- [To do]
Below are entries; copy exactly the lines from the one with "repository aafd7dc1ac9b63df" through the one with "the transmit broker.", both included, and leave out the rest.

- [Data records]
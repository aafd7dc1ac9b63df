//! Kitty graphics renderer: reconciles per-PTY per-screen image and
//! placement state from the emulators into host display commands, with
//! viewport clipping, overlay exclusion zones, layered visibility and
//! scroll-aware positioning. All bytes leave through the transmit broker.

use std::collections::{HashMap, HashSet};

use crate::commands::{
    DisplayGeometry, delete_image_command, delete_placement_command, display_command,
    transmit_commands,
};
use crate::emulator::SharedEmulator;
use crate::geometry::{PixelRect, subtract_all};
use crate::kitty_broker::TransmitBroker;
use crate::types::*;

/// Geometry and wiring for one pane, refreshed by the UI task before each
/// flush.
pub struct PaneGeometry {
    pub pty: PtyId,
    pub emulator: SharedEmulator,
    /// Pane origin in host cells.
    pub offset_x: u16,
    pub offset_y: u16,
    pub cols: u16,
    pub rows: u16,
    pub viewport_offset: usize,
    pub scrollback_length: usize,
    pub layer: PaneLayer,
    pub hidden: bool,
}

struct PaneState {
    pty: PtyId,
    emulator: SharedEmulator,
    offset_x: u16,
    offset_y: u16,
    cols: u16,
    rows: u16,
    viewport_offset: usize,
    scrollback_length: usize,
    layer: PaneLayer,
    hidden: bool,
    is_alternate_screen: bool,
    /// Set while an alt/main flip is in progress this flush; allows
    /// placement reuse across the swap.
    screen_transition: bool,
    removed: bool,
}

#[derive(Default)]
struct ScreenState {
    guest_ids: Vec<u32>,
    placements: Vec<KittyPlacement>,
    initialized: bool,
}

* * *

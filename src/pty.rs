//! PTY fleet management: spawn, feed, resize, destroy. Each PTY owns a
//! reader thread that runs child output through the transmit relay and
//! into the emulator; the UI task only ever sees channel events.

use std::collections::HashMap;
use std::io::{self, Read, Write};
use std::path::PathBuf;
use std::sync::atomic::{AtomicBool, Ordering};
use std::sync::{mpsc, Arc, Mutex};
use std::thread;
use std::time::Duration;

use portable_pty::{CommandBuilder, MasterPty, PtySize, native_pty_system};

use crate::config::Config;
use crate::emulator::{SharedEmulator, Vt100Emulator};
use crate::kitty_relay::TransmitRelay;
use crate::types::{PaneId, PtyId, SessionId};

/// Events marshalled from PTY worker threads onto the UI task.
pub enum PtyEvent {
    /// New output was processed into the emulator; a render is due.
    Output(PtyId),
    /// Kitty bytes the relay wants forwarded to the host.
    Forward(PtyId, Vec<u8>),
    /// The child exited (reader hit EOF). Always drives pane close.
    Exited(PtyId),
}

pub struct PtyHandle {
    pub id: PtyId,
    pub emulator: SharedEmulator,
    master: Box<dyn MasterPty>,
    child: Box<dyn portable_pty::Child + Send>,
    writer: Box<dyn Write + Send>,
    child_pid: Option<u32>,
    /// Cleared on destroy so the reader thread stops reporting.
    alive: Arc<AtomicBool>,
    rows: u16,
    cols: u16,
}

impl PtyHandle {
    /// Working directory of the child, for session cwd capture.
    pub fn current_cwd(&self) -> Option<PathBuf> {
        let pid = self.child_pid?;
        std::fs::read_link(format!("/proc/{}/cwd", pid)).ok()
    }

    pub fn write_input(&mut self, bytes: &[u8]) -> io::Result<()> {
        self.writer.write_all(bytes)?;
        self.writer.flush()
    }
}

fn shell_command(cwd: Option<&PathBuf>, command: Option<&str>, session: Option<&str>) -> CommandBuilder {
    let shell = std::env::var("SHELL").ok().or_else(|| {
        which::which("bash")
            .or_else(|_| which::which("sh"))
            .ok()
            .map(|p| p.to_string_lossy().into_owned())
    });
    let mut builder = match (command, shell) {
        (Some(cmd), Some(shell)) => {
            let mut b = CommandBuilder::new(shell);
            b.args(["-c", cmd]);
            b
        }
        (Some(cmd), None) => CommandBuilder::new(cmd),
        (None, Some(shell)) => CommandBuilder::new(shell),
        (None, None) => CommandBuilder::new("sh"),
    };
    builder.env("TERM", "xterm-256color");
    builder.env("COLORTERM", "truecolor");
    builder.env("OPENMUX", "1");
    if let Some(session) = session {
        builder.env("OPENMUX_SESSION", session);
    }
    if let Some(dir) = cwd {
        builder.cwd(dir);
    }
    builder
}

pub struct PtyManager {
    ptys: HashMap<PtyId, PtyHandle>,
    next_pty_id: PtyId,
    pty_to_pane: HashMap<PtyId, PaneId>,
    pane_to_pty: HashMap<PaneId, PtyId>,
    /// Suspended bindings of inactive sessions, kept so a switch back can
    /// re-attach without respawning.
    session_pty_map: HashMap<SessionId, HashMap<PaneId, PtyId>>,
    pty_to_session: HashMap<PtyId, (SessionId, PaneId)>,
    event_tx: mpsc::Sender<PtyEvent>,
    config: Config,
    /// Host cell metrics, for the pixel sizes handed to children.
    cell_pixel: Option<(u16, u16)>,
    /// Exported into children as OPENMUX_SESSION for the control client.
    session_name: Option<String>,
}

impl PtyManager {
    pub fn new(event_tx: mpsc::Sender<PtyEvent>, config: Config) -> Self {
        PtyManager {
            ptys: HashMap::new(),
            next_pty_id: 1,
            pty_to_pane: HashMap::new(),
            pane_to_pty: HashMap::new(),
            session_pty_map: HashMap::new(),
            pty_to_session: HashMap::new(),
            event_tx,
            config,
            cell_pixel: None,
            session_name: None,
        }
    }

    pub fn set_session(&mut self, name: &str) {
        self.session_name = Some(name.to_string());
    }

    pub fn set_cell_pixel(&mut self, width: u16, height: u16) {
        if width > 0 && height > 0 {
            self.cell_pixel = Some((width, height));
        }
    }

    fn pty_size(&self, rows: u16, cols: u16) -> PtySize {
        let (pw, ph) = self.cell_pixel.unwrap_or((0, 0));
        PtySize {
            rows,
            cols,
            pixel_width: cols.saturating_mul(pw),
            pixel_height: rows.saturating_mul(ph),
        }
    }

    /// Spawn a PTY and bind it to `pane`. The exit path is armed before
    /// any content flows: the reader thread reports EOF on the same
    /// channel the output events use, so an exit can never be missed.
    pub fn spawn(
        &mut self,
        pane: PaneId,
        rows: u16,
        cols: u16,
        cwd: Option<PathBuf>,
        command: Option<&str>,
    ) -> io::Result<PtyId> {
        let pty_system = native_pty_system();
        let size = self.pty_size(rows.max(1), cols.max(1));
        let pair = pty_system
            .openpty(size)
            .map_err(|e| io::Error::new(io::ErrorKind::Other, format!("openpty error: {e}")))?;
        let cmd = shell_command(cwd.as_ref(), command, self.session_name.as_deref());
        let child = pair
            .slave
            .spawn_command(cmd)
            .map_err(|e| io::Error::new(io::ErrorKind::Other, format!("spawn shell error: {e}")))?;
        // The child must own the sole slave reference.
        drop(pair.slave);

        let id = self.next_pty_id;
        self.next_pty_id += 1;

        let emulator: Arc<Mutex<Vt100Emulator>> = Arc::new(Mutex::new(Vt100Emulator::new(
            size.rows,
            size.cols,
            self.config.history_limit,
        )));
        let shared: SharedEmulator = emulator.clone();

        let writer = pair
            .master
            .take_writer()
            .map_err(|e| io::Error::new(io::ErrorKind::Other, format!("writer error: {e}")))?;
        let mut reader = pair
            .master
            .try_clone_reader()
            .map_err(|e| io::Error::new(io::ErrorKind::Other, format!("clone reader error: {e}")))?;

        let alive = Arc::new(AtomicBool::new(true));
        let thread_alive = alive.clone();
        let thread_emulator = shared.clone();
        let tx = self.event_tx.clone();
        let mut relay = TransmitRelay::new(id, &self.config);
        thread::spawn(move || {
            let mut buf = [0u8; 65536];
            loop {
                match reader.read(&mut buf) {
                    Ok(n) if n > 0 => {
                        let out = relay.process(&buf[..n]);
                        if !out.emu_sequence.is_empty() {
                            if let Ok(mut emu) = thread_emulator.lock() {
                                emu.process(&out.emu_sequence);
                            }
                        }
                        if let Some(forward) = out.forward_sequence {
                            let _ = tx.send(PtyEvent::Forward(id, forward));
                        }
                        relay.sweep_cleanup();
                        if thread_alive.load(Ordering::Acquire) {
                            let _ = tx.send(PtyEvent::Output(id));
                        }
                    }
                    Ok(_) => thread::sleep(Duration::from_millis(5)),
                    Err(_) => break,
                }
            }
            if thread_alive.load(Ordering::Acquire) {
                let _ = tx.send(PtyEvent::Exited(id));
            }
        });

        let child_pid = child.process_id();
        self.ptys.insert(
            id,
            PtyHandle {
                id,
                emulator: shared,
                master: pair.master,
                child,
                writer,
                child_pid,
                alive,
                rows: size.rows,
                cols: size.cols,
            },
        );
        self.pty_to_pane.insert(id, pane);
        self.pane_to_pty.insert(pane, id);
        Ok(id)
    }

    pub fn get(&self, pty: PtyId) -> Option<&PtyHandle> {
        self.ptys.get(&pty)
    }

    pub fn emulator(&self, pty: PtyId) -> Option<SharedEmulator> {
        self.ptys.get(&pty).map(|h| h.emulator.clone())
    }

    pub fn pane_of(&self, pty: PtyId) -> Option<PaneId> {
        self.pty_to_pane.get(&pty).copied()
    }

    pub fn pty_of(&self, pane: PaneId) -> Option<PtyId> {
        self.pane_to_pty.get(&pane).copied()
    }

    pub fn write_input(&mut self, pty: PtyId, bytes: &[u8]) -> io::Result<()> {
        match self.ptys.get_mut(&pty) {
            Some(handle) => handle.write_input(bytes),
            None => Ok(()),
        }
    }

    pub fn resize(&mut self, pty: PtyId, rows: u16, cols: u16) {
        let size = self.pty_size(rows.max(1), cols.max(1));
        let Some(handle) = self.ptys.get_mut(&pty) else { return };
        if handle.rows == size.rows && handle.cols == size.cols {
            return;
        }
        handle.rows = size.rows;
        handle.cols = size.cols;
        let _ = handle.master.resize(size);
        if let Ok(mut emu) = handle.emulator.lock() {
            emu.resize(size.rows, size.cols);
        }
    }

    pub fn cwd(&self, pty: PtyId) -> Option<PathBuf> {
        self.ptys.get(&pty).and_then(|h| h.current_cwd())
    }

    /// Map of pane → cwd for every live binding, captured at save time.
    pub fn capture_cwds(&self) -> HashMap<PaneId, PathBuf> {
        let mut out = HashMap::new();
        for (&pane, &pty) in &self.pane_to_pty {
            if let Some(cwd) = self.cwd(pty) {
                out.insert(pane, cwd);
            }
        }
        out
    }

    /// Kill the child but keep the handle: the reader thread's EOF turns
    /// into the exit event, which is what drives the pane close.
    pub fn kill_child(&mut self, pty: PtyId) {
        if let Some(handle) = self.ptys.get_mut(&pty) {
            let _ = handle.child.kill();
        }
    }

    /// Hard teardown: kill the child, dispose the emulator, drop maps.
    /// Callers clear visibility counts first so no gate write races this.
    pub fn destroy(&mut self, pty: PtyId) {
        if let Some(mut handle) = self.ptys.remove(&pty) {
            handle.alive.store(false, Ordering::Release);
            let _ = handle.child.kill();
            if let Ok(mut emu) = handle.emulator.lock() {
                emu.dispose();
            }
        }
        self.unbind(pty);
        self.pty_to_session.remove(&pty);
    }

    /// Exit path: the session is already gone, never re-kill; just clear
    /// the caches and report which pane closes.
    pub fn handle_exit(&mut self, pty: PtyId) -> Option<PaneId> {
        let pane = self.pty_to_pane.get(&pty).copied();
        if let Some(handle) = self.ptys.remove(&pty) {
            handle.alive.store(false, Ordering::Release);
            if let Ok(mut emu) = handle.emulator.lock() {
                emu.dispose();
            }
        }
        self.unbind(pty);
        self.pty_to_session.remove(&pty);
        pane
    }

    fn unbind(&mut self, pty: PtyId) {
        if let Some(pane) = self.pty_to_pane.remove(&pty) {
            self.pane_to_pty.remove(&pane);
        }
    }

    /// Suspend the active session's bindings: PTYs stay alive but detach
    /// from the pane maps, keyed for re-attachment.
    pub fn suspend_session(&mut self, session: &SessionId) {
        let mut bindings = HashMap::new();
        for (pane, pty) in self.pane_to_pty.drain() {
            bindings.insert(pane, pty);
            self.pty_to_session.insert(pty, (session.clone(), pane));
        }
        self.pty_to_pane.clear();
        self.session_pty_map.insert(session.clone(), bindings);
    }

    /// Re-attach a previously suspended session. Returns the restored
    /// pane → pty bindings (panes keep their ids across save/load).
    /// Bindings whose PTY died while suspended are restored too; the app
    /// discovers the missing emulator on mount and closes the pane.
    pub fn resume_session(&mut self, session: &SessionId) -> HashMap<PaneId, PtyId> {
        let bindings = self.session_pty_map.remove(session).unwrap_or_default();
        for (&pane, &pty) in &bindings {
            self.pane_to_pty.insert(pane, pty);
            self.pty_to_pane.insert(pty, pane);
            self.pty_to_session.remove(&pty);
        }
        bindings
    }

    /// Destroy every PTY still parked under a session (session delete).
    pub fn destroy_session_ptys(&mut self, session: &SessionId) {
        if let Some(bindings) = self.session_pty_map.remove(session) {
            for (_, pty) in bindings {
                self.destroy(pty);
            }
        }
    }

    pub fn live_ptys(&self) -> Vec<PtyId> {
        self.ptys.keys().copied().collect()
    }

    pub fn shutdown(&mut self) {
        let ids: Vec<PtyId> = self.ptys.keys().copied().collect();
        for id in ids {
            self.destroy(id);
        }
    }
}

- [Exercise result]
repository aafd7dc1ac9b63df
//! Kitty graphics renderer: reconciles per-PTY per-screen image and
//! placement state from the emulators into host display commands, with
//! viewport clipping, overlay exclusion zones, layered visibility and
//! scroll-aware positioning. All bytes leave through the transmit broker.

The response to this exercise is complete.